What is being asked: For every line in the records below that contains the word "stream", add one to a count, and report only that count.

════════

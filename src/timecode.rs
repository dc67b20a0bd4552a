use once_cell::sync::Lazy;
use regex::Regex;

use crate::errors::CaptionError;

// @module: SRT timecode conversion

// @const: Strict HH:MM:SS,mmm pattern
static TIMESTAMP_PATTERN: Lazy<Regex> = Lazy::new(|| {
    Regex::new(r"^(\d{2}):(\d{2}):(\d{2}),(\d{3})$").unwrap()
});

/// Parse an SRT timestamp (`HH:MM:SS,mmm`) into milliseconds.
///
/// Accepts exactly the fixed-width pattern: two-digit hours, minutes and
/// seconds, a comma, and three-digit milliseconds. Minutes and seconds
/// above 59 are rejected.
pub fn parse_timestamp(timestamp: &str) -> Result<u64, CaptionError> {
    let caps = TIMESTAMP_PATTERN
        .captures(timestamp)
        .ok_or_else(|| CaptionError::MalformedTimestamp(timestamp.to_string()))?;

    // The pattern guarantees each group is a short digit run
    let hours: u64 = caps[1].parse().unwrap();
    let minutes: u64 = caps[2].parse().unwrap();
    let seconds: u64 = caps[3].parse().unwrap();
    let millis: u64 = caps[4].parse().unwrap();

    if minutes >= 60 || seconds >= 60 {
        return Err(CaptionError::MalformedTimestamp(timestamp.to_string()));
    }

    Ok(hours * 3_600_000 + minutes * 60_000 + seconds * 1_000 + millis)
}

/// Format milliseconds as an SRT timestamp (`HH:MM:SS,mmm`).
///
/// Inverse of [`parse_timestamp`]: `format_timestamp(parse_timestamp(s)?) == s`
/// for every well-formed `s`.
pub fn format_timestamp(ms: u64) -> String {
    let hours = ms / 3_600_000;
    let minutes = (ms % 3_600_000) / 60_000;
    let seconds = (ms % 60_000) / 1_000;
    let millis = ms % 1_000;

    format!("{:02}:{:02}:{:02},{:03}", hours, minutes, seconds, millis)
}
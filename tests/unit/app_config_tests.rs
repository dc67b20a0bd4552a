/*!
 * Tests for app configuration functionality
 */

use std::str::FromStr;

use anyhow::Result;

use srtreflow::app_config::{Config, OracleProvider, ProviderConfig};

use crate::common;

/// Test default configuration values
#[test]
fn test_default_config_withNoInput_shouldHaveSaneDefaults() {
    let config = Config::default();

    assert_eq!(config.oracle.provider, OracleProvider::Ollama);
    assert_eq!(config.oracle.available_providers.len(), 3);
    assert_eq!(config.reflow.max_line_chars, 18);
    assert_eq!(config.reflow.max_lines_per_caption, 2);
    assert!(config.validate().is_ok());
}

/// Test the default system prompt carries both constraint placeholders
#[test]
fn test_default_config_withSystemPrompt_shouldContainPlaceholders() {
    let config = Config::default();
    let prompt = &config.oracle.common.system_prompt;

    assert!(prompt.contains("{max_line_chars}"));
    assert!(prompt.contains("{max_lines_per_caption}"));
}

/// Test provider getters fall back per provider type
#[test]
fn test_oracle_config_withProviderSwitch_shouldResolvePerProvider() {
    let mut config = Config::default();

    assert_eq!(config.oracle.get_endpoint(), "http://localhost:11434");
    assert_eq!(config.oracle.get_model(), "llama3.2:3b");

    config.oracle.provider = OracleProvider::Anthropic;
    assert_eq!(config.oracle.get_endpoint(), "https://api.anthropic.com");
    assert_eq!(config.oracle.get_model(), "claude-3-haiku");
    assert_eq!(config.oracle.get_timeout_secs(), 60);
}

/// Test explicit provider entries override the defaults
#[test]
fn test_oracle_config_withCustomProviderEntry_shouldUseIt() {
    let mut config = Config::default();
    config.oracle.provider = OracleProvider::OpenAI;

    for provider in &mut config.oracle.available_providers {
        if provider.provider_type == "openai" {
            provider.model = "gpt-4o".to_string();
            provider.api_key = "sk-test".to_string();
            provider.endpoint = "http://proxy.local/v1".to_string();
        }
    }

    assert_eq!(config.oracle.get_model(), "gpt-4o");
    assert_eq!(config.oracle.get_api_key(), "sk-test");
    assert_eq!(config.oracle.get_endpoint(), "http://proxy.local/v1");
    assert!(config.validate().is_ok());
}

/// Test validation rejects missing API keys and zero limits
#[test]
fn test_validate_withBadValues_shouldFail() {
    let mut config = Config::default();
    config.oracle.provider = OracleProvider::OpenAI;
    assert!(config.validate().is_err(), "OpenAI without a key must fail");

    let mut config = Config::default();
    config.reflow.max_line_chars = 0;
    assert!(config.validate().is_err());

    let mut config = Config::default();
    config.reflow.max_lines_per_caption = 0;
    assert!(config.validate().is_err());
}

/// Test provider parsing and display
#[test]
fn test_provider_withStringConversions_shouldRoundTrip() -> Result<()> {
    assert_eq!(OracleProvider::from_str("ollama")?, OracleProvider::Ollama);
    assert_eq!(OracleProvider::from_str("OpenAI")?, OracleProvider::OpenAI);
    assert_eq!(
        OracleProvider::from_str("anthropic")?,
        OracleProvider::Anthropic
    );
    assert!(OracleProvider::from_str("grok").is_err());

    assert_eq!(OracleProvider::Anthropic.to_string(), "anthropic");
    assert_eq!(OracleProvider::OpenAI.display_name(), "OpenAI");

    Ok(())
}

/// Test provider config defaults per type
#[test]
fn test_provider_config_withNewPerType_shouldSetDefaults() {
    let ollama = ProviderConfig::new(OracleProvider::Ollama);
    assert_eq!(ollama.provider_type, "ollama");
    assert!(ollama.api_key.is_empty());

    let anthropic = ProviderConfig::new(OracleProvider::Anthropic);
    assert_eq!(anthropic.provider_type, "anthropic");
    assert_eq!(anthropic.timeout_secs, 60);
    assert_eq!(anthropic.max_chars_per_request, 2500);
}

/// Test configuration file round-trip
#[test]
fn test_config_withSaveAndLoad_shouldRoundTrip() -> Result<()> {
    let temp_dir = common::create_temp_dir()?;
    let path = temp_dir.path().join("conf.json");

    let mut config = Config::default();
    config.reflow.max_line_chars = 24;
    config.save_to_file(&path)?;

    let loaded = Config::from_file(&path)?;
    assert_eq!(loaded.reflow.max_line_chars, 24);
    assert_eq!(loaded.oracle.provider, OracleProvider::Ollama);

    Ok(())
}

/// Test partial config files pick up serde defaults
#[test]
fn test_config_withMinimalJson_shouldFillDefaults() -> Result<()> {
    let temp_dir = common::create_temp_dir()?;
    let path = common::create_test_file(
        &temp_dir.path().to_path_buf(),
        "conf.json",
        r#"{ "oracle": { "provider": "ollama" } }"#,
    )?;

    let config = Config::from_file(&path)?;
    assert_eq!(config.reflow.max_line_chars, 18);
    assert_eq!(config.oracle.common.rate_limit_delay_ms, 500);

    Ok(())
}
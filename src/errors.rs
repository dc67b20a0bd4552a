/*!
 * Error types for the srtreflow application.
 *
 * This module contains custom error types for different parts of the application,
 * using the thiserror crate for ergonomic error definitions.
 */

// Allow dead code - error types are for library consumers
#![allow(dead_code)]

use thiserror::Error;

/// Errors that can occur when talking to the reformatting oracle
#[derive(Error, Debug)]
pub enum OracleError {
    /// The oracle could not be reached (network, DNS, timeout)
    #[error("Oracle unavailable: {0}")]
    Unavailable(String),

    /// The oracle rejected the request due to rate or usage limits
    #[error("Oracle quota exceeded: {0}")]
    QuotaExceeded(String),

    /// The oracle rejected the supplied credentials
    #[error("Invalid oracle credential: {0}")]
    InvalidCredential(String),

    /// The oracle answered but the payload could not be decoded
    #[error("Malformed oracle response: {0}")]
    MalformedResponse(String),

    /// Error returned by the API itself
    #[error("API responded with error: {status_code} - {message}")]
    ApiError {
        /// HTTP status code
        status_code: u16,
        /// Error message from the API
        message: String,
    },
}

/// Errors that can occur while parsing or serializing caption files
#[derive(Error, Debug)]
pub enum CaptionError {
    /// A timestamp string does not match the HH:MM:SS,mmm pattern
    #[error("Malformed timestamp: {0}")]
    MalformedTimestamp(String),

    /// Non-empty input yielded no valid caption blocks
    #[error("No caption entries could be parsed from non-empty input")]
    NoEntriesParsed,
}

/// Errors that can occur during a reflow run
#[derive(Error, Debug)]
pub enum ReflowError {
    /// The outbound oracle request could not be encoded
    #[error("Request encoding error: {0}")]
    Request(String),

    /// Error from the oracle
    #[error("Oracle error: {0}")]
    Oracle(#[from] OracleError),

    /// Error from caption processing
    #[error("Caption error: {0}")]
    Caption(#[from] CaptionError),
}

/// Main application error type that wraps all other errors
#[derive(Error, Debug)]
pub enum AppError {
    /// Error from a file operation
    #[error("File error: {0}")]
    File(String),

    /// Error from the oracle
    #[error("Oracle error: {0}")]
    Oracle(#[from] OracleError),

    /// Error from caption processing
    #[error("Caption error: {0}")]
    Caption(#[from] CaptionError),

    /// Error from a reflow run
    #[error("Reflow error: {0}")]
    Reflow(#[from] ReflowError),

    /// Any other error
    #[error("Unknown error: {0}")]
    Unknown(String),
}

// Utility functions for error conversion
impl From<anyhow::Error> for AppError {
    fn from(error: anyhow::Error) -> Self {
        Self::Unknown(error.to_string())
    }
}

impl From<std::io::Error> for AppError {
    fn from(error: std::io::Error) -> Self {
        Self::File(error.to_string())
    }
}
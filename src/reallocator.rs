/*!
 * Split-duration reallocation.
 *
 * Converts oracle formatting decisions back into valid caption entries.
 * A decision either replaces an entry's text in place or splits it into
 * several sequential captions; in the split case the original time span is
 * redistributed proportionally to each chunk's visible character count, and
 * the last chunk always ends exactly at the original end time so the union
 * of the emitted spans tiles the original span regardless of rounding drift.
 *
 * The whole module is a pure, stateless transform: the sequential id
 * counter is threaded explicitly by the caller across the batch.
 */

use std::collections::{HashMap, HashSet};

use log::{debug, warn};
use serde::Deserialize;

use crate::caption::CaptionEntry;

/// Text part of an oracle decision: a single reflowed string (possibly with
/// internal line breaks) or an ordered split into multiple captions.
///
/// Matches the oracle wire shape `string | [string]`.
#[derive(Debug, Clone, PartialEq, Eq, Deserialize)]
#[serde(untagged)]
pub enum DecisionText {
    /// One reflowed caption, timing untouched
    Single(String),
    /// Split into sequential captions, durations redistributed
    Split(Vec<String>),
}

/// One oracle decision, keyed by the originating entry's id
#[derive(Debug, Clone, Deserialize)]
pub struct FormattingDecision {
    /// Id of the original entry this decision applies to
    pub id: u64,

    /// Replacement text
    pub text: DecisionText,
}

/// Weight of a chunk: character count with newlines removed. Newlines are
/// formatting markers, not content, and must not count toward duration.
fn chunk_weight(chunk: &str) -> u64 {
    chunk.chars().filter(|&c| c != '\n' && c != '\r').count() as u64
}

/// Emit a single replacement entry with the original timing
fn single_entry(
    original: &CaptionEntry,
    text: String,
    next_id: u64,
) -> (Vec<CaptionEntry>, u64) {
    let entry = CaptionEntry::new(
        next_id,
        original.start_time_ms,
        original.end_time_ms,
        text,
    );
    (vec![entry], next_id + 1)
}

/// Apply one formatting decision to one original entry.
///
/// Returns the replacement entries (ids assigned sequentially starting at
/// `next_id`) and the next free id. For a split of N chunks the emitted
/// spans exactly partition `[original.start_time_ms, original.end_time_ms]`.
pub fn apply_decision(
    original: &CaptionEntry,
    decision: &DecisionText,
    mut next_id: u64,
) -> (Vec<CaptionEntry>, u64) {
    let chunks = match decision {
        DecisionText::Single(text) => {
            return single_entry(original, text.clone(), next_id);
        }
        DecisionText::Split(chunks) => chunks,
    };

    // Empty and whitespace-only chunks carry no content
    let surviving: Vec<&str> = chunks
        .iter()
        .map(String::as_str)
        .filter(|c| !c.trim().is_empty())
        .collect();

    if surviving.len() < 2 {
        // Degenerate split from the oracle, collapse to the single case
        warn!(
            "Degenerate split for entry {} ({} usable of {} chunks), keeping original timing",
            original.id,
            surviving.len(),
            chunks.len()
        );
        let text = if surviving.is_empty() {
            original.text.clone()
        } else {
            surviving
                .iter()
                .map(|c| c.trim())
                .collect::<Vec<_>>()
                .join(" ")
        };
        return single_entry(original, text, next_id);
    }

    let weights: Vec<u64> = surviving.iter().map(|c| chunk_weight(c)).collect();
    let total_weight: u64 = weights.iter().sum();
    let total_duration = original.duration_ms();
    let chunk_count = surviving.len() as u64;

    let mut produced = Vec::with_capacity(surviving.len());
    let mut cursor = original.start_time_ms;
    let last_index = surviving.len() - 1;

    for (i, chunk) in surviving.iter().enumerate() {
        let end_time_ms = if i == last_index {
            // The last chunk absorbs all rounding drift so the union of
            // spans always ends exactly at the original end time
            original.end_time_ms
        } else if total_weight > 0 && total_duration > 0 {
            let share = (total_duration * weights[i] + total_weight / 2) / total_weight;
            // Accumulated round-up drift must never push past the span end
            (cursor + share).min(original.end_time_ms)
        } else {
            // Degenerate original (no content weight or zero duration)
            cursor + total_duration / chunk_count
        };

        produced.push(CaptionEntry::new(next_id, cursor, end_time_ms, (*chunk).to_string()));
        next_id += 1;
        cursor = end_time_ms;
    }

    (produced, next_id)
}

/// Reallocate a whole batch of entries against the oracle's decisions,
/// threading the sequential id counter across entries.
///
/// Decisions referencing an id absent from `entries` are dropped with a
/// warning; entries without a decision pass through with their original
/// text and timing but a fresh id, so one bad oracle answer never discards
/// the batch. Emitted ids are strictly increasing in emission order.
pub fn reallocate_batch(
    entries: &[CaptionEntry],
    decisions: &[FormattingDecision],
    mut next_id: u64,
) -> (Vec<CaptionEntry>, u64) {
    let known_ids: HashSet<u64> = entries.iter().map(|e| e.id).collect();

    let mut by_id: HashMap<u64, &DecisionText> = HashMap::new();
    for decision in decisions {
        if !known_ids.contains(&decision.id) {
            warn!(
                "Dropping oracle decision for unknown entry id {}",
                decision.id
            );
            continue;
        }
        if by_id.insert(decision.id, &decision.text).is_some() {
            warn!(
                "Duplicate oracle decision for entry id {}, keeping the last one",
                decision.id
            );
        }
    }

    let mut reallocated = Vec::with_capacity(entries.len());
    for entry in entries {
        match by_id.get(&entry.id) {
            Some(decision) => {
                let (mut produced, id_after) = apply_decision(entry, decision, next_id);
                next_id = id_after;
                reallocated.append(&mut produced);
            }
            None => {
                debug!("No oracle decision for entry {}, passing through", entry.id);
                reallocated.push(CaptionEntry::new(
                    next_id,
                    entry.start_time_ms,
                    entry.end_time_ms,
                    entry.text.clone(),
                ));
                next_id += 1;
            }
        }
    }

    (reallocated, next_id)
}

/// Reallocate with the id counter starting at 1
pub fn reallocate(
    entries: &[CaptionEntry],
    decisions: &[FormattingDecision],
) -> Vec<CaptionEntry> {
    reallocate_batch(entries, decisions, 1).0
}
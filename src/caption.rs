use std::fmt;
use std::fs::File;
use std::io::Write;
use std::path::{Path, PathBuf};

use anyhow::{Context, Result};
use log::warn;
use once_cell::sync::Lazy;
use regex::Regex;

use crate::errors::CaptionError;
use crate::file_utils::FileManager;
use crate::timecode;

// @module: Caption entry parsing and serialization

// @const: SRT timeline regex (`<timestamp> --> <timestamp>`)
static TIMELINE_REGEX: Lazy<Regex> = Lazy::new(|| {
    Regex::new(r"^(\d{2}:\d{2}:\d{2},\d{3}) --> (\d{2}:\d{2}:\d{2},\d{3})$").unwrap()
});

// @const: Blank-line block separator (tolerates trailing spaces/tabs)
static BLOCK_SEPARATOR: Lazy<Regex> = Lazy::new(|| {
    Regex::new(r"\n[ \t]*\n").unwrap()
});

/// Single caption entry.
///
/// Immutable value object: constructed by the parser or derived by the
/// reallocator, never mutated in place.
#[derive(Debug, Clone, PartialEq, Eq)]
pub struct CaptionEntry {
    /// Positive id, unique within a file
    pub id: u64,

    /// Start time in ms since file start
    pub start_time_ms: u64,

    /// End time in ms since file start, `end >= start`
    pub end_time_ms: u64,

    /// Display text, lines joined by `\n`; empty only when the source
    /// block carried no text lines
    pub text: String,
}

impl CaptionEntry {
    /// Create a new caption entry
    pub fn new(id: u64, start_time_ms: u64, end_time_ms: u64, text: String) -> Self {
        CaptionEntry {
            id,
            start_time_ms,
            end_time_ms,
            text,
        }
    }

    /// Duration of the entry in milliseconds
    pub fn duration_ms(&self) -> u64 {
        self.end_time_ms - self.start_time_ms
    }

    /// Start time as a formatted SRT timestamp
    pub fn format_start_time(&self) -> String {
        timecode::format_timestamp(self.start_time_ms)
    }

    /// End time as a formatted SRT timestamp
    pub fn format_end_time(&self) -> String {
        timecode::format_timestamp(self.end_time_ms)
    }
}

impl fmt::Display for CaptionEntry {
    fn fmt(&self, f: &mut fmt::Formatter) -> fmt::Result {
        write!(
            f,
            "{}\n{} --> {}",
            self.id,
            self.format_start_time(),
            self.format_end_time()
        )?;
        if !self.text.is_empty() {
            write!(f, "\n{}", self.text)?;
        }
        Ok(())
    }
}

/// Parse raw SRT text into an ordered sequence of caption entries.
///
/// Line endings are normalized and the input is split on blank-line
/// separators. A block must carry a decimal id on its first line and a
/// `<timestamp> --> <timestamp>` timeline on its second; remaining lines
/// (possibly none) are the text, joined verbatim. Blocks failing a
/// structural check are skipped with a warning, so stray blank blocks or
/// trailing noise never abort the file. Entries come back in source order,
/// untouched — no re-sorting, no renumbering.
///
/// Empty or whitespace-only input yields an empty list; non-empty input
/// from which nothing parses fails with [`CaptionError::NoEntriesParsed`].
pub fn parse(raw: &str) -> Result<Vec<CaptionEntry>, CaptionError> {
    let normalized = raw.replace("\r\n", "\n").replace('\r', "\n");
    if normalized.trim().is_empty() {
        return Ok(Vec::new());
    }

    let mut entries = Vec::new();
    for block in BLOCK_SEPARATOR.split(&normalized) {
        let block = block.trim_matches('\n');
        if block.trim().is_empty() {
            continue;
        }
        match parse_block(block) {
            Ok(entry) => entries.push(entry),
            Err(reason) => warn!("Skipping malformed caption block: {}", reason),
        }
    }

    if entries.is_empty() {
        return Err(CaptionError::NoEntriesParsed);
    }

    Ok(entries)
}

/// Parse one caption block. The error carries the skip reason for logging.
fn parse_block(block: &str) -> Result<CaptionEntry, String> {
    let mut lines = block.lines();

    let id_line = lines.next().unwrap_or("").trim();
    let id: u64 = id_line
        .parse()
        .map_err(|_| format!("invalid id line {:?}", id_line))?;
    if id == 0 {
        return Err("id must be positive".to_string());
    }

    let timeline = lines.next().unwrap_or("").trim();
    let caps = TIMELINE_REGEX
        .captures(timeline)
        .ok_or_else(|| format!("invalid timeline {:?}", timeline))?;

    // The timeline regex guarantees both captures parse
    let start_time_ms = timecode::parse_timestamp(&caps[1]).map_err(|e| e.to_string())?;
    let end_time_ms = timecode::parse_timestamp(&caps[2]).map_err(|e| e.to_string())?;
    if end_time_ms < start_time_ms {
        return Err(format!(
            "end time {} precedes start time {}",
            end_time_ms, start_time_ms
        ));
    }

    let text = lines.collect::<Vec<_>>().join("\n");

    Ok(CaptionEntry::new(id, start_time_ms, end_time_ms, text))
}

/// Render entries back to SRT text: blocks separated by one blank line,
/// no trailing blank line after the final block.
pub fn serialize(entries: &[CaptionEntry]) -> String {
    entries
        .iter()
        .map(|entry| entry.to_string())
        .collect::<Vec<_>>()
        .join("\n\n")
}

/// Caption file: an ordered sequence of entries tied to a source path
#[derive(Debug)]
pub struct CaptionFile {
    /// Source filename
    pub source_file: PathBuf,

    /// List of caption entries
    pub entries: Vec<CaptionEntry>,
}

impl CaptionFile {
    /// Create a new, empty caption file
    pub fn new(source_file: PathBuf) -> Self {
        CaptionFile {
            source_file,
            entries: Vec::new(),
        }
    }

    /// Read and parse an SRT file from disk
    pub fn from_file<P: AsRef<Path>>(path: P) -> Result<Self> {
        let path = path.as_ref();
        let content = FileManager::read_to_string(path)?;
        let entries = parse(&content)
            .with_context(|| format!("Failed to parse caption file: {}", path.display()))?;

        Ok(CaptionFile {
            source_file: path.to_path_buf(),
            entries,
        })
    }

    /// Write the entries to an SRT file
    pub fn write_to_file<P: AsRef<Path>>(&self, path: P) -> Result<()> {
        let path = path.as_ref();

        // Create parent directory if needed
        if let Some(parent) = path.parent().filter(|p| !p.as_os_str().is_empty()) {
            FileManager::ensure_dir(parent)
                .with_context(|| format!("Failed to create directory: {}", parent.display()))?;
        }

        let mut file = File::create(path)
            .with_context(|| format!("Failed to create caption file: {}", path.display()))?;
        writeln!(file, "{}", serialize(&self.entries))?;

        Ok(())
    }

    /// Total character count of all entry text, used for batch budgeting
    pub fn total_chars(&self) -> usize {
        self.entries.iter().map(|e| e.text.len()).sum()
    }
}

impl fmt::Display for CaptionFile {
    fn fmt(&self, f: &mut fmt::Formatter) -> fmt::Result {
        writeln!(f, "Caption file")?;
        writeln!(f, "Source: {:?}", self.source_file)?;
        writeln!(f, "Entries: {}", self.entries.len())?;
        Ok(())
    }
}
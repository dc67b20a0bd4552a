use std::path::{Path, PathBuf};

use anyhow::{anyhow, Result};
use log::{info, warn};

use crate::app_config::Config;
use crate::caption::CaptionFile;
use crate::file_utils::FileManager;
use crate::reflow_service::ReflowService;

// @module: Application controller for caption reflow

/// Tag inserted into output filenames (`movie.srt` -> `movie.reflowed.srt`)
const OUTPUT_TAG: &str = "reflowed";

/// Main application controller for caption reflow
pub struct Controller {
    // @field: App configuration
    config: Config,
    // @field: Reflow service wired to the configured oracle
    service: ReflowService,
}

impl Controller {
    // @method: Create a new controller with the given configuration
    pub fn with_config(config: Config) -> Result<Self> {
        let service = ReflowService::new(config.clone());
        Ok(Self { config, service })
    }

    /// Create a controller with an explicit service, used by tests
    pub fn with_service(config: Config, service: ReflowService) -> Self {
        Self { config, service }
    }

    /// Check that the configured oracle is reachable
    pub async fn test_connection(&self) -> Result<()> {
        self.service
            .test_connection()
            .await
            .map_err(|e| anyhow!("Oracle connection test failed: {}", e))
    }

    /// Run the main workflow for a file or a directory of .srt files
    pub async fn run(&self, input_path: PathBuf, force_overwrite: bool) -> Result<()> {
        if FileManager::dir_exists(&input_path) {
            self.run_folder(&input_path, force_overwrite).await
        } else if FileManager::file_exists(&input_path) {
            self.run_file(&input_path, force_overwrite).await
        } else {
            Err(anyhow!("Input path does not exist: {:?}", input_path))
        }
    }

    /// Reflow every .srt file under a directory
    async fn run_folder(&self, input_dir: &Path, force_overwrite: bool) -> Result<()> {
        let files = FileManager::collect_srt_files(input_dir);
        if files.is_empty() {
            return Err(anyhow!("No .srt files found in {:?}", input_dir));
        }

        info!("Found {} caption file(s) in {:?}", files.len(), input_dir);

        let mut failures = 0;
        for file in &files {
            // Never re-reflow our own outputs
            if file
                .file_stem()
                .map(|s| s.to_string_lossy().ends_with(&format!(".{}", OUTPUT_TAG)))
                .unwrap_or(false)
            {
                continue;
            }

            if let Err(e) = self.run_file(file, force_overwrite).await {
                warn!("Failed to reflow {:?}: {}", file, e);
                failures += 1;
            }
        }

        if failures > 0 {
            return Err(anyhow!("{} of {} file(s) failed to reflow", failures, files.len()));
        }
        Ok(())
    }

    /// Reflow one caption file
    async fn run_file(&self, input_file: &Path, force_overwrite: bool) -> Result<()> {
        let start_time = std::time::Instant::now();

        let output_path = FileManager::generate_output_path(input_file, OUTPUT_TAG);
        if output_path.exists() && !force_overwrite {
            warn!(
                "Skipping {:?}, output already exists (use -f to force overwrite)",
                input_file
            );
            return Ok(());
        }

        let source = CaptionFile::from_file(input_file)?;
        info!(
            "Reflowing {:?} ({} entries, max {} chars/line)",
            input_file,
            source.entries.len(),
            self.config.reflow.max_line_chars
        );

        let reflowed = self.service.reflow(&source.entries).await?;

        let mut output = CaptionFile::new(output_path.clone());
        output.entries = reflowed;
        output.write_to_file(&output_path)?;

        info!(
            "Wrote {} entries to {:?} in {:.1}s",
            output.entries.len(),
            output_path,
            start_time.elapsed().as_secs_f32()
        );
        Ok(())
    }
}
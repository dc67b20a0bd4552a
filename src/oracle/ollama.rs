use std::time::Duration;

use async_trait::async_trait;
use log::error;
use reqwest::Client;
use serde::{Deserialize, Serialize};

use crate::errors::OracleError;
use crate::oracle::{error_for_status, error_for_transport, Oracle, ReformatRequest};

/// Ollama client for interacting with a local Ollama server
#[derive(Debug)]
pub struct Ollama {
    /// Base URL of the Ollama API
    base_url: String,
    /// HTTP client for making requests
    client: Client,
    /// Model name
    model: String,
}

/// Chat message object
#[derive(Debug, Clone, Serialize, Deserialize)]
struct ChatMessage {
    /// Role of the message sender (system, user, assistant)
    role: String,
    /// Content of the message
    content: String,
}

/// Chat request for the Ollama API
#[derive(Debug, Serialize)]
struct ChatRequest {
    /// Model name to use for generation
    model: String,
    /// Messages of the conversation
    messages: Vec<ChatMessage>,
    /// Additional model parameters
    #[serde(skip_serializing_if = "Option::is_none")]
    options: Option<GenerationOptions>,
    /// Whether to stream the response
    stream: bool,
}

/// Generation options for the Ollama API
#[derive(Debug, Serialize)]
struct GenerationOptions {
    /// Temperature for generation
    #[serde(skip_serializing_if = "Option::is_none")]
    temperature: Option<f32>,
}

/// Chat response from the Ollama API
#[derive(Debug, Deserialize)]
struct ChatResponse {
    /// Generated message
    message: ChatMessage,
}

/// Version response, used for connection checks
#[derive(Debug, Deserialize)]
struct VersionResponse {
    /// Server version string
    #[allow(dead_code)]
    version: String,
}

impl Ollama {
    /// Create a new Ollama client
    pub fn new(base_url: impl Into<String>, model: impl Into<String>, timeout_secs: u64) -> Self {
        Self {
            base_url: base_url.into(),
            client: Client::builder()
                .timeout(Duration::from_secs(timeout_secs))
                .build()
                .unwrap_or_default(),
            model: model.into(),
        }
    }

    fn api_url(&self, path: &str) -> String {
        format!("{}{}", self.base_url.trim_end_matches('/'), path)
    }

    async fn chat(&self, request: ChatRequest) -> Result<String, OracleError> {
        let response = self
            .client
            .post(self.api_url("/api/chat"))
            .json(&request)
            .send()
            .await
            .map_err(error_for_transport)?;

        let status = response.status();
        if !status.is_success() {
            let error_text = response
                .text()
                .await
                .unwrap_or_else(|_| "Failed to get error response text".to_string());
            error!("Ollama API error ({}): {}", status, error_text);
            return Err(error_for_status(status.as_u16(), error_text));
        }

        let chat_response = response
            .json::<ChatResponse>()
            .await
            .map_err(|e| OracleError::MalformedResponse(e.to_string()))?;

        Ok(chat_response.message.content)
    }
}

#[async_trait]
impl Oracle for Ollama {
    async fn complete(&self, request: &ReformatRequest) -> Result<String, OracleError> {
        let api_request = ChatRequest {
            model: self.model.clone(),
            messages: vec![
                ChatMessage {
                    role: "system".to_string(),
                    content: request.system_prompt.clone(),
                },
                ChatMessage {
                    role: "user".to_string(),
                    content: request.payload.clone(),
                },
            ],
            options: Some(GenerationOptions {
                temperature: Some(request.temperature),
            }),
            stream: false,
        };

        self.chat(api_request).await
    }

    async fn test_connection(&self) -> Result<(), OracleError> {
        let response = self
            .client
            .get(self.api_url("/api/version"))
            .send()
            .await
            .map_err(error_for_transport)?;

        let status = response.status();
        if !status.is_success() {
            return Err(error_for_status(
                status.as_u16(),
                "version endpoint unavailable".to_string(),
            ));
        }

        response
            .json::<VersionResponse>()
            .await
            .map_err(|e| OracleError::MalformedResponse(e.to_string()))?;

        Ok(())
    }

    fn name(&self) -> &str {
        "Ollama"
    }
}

════════

Output for this task: 3